To detect initial hand locations, Mediapipe designed a single-shot detector model optimized for mobile real-time uses in a manner similar to the face detection model in MediaPipe Face Mesh. Detecting hands is a decidedly complex task: our lite model and full model have to work across a variety of hand sizes with a large scale span (~20x) relative to the image frame and be able to detect occluded and self-occluded hands. Whereas faces have high contrast patterns, e.g., in the eye and mouth region, the lack of such features in hands makes it comparatively difficult to detect them reliably from their visual features alone. Instead, providing additional context, like arm, body, or person features, aids accurate hand localization.

With the above techniques, mediapipe achieve an average precision of 95.7% in palm detection. Using a regular cross entropy loss and no decoder gives a baseline of just 86.22%. (Lugaresi et al., 2019) [8]

Hand Landmark Model

After the palm detection over the whole image our subsequent hand landmark model performs precise keypoint localization of 21 3D hand-knuckle coordinates inside the detected hand regions via regression, that is direct coordinate prediction. The model learns a consistent internal hand pose representation and is robust even to partially visible hands and self-occlusions

Figure 4: Hand landmark model

Choosing 3D engine

Globally, there are currently 6.4 billion smartphone users (Statista, 2021).
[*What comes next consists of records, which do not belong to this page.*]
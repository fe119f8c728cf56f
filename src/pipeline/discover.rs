//! File discovery: scan a folder and fix the order every later stage uses.
//!
//! Ordering is by `(order_prefix, file_name)` ascending. The prefix is the
//! integer in a leading `<digits>-` run (`02-budget.md` → 2); files without
//! one get [`NO_PREFIX`], which sorts after every real prefix. Ties on the
//! prefix fall back to the file name, so the order is total and two scans of
//! an unchanged folder always agree.

use crate::error::BriefingError;
use once_cell::sync::Lazy;
use regex::Regex;
use std::io::Write;
use std::path::{Path, PathBuf};
use tracing::{debug, info};

/// Sort key for files without a numeric prefix.
pub const NO_PREFIX: u64 = u64::MAX;

/// Extensions treated as Markdown (compared case-insensitively).
pub const MARKDOWN_EXTENSIONS: &[&str] = &["md", "markdown"];

static RE_ORDER_PREFIX: Lazy<Regex> = Lazy::new(|| Regex::new(r"^(\d+)-").unwrap());

/// One input Markdown file, read for a single build.
#[derive(Debug, Clone, PartialEq, Eq)]
pub struct Document {
    pub path: PathBuf,
    pub order_prefix: u64,
    pub raw_text: String,
}

impl Document {
    /// File name without directory.
    pub fn file_name(&self) -> &str {
        self.path
            .file_name()
            .and_then(|n| n.to_str())
            .unwrap_or_default()
    }

    /// `true` when the file name carried a `<digits>-` prefix.
    pub fn has_prefix(&self) -> bool {
        self.order_prefix != NO_PREFIX
    }
}

/// The documents for one build, in build order.
#[derive(Debug, Clone, Default, PartialEq, Eq)]
pub struct OrderedSet {
    documents: Vec<Document>,
}

impl OrderedSet {
    pub fn len(&self) -> usize {
        self.documents.len()
    }

    pub fn is_empty(&self) -> bool {
        self.documents.is_empty()
    }

    pub fn iter(&self) -> std::slice::Iter<'_, Document> {
        self.documents.iter()
    }

    pub fn documents(&self) -> &[Document] {
        &self.documents
    }

    /// Paths in build order.
    pub fn paths(&self) -> Vec<PathBuf> {
        self.documents.iter().map(|d| d.path.clone()).collect()
    }

    /// File names in build order.
    pub fn names(&self) -> Vec<String> {
        self.documents
            .iter()
            .map(|d| d.file_name().to_string())
            .collect()
    }
}

impl<'a> IntoIterator for &'a OrderedSet {
    type Item = &'a Document;
    type IntoIter = std::slice::Iter<'a, Document>;

    fn into_iter(self) -> Self::IntoIter {
        self.documents.iter()
    }
}

/// Parse the leading `<digits>-` prefix of a file name.
///
/// Returns [`NO_PREFIX`] when there is none. A digit run too long for `u64`
/// sorts just before unprefixed files.
pub fn order_prefix(file_name: &str) -> u64 {
    match RE_ORDER_PREFIX.captures(file_name) {
        Some(caps) => caps[1].parse().unwrap_or(NO_PREFIX - 1),
        None => NO_PREFIX,
    }
}

/// Whether `path` has a Markdown extension.
pub fn is_markdown(path: &Path) -> bool {
    path.extension()
        .and_then(|e| e.to_str())
        .map(|e| {
            MARKDOWN_EXTENSIONS
                .iter()
                .any(|m| e.eq_ignore_ascii_case(m))
        })
        .unwrap_or(false)
}

/// List the Markdown files in `folder` in build order, without reading them.
pub fn scan(folder: &Path) -> Result<Vec<PathBuf>, BriefingError> {
    if !folder.is_dir() {
        return Err(BriefingError::InvalidFolder {
            path: folder.to_path_buf(),
        });
    }

    let entries = std::fs::read_dir(folder).map_err(|_| BriefingError::InvalidFolder {
        path: folder.to_path_buf(),
    })?;

    let mut files: Vec<(u64, String, PathBuf)> = Vec::new();
    for entry in entries.flatten() {
        let path = entry.path();
        if !path.is_file() || !is_markdown(&path) {
            continue;
        }
        let Some(name) = path.file_name().and_then(|n| n.to_str()).map(str::to_string) else {
            debug!("Skipping non-UTF-8 file name: {}", path.display());
            continue;
        };
        files.push((order_prefix(&name), name, path));
    }

    files.sort_by(|a, b| (a.0, &a.1).cmp(&(b.0, &b.1)));
    Ok(files.into_iter().map(|(_, _, p)| p).collect())
}

/// Discover and read every Markdown document in `folder`.
///
/// # Errors
/// * [`BriefingError::InvalidFolder`] — `folder` is missing or not a directory
/// * [`BriefingError::DocumentRead`] — a file could not be read as UTF-8
pub fn discover(folder: impl AsRef<Path>) -> Result<OrderedSet, BriefingError> {
    let folder = folder.as_ref();
    let paths = scan(folder)?;

    let mut documents = Vec::with_capacity(paths.len());
    for path in paths {
        let raw_text = std::fs::read_to_string(&path).map_err(|e| BriefingError::DocumentRead {
            path: path.clone(),
            source: e,
        })?;
        let order_prefix = path
            .file_name()
            .and_then(|n| n.to_str())
            .map(order_prefix)
            .unwrap_or(NO_PREFIX);
        documents.push(Document {
            path,
            order_prefix,
            raw_text,
        });
    }

    info!(
        "Discovered {} Markdown documents in {}",
        documents.len(),
        folder.display()
    );
    Ok(OrderedSet { documents })
}

/// Append an `[[image:<name>]]` placeholder on a new line at the end of `path`.
pub fn append_image_placeholder(path: &Path, name: &str) -> Result<(), BriefingError> {
    let name = name.trim();
    if name.is_empty() || name.contains("]]") || name.contains('\n') {
        return Err(BriefingError::InvalidConfig(format!(
            "invalid image placeholder name {name:?}"
        )));
    }

    let mut file = std::fs::OpenOptions::new()
        .append(true)
        .open(path)
        .map_err(|e| BriefingError::OutputWriteFailed {
            path: path.to_path_buf(),
            source: e,
        })?;
    write!(file, "\n[[image:{name}]]").map_err(|e| BriefingError::OutputWriteFailed {
        path: path.to_path_buf(),
        source: e,
    })?;
    debug!("Appended [[image:{}]] to {}", name, path.display());
    Ok(())
}

#[cfg(test)]
mod tests {
    use super::*;

    fn touch(dir: &Path, name: &str, body: &str) {
        std::fs::write(dir.join(name), body).unwrap();
    }

    #[test]
    fn test_order_prefix() {
        assert_eq!(order_prefix("02-b.md"), 2);
        assert_eq!(order_prefix("1-a.md"), 1);
        assert_eq!(order_prefix("000-x.md"), 0);
        assert_eq!(order_prefix("noprefix.md"), NO_PREFIX);
        assert_eq!(order_prefix("12.md"), NO_PREFIX);
        assert_eq!(order_prefix("a-12-b.md"), NO_PREFIX);
        assert_eq!(order_prefix("99999999999999999999999-x.md"), NO_PREFIX - 1);
    }

    #[test]
    fn numeric_not_lexicographic_order() {
        let dir = tempfile::tempdir().unwrap();
        touch(dir.path(), "02-b.md", "b");
        touch(dir.path(), "1-a.md", "a");
        touch(dir.path(), "noprefix.md", "n");
        touch(dir.path(), "10-c.md", "c");

        let set = discover(dir.path()).unwrap();
        assert_eq!(set.names(), vec!["1-a.md", "02-b.md", "10-c.md", "noprefix.md"]);
        assert_eq!(set.documents()[0].raw_text, "a");
        assert!(!set.documents()[3].has_prefix());
    }

    #[test]
    fn ties_break_on_file_name() {
        let dir = tempfile::tempdir().unwrap();
        touch(dir.path(), "01-zeta.md", "");
        touch(dir.path(), "1-alpha.md", "");
        touch(dir.path(), "zz.md", "");
        touch(dir.path(), "aa.md", "");

        let set = discover(dir.path()).unwrap();
        assert_eq!(set.names(), vec!["01-zeta.md", "1-alpha.md", "aa.md", "zz.md"]);
    }

    #[test]
    fn ignores_non_markdown_and_directories() {
        let dir = tempfile::tempdir().unwrap();
        touch(dir.path(), "01-a.md", "");
        touch(dir.path(), "02-b.MD", "");
        touch(dir.path(), "notes.txt", "");
        touch(dir.path(), "image.png", "");
        std::fs::create_dir(dir.path().join("03-sub.md")).unwrap();

        let set = discover(dir.path()).unwrap();
        assert_eq!(set.names(), vec!["01-a.md", "02-b.MD"]);
    }

    #[test]
    fn discovery_is_deterministic() {
        let dir = tempfile::tempdir().unwrap();
        for name in ["b.md", "3-c.md", "a.md", "03-a.md", "1-z.md"] {
            touch(dir.path(), name, name);
        }
        assert_eq!(discover(dir.path()).unwrap(), discover(dir.path()).unwrap());
    }

    #[test]
    fn missing_folder_is_invalid() {
        let err = discover("/definitely/not/a/folder").unwrap_err();
        assert!(matches!(err, BriefingError::InvalidFolder { .. }));
    }

    #[test]
    fn file_path_is_invalid_folder() {
        let dir = tempfile::tempdir().unwrap();
        touch(dir.path(), "a.md", "");
        let err = discover(dir.path().join("a.md")).unwrap_err();
        assert!(matches!(err, BriefingError::InvalidFolder { .. }));
    }

    #[test]
    fn empty_folder_yields_empty_set() {
        let dir = tempfile::tempdir().unwrap();
        assert!(discover(dir.path()).unwrap().is_empty());
    }

    #[test]
    fn append_placeholder_adds_directive() {
        let dir = tempfile::tempdir().unwrap();
        touch(dir.path(), "a.md", "# Title");
        let path = dir.path().join("a.md");
        append_image_placeholder(&path, "seal").unwrap();
        assert_eq!(std::fs::read_to_string(&path).unwrap(), "# Title\n[[image:seal]]");
        assert!(append_image_placeholder(&path, "bad]]name").is_err());
        assert!(append_image_placeholder(&dir.path().join("missing.md"), "x").is_err());
    }
}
With a global population of 7.9 billion, this equates to a smartphone penetration rate of more than 80%. To reach the majority of customers that use smartphones, we chose Unity as the 3D development framework. This game engine enables us to easily create cross-platform 3D mobile applications.

Loading ring into right position

From the Hand Landmark there will be total 21 key points and the Finger where most people use to where ring it’s fourth finger next to little finger 

Figure 5: Code get keypoints 

The position for render the ring will be between Key point 13 and Key point 14

Figure 6: Code get keypoints 

At this point get the upper and lower position where put the ring render the gameObject which it’s the Ring Model 

Figure 7: Ring model

After tracking the point in the three-dimensional environment, we load the demo ring model into the Unity 3D engine. The ring just needs to be rendered in real time according to the position of the ring point.

Shader

This package contains shaders that render realistic diamonds, at the same time they work even on mobile devices, they do not require installation of additional scripts; But in LWRP/ URP it works in a slightly different way, first of all it is made for standard render, it does not work on HDRP; For better performance – easy post processes were made that replace the standard one but it works several times faster, which allows you to work on mobile devices

Link to Asset: Diamond Realistic Shaders

Result

Real-time rendering with hand-tracking

FPS

We’ve reached 30 frames per second on a Samsung A7, a fairly standard Android phone, which is rather promising. The ring was successfully rendered and instantaneously affixed to the user’s finger. However, due to picture and model prediction noise, the ring may occasionally be shown in the incorrect place.

Future work

We’re looking forward to increasing the algorithm’s accuracy. Additionally, the vibration or noise in the 3D ring model should be improved. Another future upgrade that can be considered is reading illumination information from the environment to increase reflection.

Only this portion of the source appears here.